### What is expected
Each line in the entries that has the word "TypedDeserialization" has to be copied.

### Source material
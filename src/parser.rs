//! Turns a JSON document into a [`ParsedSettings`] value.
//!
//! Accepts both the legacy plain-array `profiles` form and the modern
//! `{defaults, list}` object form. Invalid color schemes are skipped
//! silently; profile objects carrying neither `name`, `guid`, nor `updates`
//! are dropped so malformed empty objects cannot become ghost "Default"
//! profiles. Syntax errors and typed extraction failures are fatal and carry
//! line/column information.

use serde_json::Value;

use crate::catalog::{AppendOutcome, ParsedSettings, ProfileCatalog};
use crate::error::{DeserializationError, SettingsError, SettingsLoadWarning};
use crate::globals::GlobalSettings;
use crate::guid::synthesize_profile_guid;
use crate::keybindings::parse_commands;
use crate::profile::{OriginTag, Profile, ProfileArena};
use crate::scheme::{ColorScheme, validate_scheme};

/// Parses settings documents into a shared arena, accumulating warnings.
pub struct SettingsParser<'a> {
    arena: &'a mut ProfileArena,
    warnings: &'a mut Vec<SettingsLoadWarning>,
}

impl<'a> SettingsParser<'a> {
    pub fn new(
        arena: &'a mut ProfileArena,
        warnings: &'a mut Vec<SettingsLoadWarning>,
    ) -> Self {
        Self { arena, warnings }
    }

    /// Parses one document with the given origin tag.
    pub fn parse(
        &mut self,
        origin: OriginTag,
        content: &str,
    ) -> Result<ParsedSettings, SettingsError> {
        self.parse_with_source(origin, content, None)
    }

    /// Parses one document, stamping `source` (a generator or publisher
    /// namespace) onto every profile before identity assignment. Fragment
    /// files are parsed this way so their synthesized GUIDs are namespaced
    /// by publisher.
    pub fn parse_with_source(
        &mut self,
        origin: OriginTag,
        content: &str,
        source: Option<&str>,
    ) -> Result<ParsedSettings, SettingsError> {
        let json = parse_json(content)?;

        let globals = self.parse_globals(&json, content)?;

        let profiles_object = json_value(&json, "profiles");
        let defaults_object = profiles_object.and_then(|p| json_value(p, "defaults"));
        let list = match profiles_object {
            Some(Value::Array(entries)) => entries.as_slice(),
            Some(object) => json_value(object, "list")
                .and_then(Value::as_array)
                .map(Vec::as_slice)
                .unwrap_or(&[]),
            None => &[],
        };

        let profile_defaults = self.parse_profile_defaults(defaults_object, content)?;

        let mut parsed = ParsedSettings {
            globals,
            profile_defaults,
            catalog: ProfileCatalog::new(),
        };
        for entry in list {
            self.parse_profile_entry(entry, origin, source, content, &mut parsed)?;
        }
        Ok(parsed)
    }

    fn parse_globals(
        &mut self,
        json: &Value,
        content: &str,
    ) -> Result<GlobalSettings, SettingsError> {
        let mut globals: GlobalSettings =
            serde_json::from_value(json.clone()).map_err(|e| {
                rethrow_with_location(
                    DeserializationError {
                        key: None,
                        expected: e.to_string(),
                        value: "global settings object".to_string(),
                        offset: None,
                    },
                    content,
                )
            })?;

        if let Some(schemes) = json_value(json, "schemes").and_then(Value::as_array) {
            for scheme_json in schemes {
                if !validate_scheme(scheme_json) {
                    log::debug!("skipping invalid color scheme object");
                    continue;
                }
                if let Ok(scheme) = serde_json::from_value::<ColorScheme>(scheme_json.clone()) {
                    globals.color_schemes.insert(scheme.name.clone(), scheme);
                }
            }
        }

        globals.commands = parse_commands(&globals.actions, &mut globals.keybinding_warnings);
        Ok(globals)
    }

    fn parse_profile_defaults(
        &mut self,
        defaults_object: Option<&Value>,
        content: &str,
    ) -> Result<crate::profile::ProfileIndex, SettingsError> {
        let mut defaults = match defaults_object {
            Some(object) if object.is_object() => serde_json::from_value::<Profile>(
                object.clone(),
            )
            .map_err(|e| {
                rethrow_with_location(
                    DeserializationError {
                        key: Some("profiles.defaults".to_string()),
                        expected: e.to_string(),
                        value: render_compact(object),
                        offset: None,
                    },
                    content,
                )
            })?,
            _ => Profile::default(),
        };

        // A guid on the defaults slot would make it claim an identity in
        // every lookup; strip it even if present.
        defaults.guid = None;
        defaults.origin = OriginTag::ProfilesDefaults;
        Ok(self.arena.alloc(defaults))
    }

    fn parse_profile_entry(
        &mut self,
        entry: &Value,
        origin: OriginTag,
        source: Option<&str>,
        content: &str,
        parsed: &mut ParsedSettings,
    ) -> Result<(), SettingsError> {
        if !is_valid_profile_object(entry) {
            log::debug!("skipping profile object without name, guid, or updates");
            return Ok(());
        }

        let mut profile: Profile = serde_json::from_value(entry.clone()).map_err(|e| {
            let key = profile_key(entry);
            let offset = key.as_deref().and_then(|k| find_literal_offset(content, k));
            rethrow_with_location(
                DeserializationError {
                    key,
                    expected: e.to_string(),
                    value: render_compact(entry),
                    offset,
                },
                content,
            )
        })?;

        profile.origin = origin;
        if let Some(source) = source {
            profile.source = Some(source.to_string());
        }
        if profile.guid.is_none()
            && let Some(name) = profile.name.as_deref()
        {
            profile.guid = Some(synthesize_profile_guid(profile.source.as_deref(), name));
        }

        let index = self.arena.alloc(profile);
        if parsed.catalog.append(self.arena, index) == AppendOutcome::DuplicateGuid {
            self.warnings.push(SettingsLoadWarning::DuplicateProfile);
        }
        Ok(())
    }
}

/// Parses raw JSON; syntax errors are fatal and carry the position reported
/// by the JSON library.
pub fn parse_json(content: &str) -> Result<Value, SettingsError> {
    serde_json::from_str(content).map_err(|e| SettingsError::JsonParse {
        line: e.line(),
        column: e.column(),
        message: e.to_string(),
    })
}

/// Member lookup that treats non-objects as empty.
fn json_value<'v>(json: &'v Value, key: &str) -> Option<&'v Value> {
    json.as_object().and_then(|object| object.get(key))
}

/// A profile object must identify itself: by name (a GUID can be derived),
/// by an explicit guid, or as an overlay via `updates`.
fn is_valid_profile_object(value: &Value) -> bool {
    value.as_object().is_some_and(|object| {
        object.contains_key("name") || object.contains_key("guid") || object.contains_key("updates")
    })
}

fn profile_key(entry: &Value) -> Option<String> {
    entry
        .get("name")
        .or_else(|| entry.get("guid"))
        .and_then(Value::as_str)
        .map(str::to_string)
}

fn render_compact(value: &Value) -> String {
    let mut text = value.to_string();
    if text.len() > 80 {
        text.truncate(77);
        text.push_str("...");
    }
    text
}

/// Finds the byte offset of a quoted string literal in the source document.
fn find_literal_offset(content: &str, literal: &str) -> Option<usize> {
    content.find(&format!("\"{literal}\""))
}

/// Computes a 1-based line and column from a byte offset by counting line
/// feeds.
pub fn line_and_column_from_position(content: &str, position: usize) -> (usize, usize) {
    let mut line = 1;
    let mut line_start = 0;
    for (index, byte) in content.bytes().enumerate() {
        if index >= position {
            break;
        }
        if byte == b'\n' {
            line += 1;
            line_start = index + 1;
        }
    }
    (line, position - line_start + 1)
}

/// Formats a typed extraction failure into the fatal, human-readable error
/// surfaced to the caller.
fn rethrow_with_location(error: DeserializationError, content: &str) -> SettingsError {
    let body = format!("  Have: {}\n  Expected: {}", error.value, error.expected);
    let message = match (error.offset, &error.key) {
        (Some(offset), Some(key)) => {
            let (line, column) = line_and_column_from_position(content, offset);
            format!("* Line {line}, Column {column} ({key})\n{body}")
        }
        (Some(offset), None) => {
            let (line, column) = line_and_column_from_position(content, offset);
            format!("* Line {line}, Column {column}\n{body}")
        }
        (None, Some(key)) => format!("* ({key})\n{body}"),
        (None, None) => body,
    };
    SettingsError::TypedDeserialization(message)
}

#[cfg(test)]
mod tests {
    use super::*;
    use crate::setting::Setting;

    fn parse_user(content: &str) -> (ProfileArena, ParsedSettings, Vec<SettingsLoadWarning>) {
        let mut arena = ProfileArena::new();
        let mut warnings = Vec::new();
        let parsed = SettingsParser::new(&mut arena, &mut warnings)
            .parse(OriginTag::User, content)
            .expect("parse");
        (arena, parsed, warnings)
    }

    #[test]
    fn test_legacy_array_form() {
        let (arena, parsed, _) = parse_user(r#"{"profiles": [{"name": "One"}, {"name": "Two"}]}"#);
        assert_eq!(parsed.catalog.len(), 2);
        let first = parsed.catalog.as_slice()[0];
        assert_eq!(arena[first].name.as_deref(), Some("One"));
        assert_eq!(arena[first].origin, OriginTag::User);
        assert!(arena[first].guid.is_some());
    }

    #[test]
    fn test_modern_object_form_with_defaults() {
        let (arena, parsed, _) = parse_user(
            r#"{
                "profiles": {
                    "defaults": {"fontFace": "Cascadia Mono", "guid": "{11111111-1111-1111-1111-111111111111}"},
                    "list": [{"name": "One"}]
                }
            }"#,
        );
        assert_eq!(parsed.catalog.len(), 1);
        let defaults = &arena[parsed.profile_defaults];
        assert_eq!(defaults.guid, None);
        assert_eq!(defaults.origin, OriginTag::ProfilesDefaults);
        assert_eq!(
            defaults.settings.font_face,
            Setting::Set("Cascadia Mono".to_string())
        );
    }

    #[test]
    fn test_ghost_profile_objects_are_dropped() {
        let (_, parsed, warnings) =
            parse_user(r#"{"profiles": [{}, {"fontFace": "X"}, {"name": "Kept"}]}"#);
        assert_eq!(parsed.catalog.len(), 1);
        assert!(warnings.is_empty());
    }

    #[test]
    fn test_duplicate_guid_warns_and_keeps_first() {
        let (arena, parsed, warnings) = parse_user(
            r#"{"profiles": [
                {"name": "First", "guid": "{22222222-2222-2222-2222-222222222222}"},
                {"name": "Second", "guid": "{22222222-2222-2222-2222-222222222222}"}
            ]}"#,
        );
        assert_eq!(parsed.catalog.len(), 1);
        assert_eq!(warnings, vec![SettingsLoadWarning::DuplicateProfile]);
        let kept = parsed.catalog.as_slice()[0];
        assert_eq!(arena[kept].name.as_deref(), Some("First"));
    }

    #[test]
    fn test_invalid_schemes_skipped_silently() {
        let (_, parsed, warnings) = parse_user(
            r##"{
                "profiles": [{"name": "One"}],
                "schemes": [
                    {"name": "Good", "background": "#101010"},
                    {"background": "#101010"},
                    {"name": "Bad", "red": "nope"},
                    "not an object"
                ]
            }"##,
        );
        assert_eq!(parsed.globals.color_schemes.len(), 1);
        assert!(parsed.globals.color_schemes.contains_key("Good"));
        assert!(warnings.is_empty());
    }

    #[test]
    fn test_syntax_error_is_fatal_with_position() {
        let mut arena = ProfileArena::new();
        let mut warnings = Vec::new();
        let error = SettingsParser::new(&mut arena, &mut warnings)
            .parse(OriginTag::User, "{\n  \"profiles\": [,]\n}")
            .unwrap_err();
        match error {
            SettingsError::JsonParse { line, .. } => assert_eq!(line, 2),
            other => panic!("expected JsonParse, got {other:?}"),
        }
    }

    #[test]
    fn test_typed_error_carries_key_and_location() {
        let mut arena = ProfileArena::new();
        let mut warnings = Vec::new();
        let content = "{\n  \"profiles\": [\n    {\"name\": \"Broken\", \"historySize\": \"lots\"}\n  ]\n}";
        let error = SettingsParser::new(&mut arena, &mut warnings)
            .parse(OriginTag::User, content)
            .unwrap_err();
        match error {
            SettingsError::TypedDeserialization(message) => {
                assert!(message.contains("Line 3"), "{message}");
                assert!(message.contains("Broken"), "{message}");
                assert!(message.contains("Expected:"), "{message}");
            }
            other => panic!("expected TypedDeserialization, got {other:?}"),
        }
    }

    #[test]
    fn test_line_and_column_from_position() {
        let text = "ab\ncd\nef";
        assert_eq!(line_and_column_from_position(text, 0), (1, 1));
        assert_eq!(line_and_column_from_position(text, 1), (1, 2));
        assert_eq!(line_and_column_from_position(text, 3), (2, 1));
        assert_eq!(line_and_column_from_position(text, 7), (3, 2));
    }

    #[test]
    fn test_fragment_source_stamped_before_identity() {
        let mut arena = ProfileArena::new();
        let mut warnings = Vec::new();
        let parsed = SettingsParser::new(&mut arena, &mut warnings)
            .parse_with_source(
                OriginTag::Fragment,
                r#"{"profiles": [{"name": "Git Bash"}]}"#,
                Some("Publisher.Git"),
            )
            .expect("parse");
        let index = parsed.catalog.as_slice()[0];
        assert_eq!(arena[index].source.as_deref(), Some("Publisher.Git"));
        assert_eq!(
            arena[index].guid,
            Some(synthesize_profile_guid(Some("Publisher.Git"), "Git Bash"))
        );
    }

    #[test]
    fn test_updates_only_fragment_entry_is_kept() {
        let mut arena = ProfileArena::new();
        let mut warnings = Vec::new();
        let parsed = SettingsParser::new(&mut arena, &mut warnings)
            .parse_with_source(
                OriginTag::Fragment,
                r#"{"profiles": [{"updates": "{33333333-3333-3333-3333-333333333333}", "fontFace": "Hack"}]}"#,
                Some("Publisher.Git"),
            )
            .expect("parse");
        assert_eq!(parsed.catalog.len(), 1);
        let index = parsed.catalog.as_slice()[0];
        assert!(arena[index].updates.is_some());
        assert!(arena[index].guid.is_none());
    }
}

### Solution for this exercise
    SettingsError::TypedDeserialization(message)
            SettingsError::TypedDeserialization(message) => {
            other => panic!("expected TypedDeserialization, got {other:?}"),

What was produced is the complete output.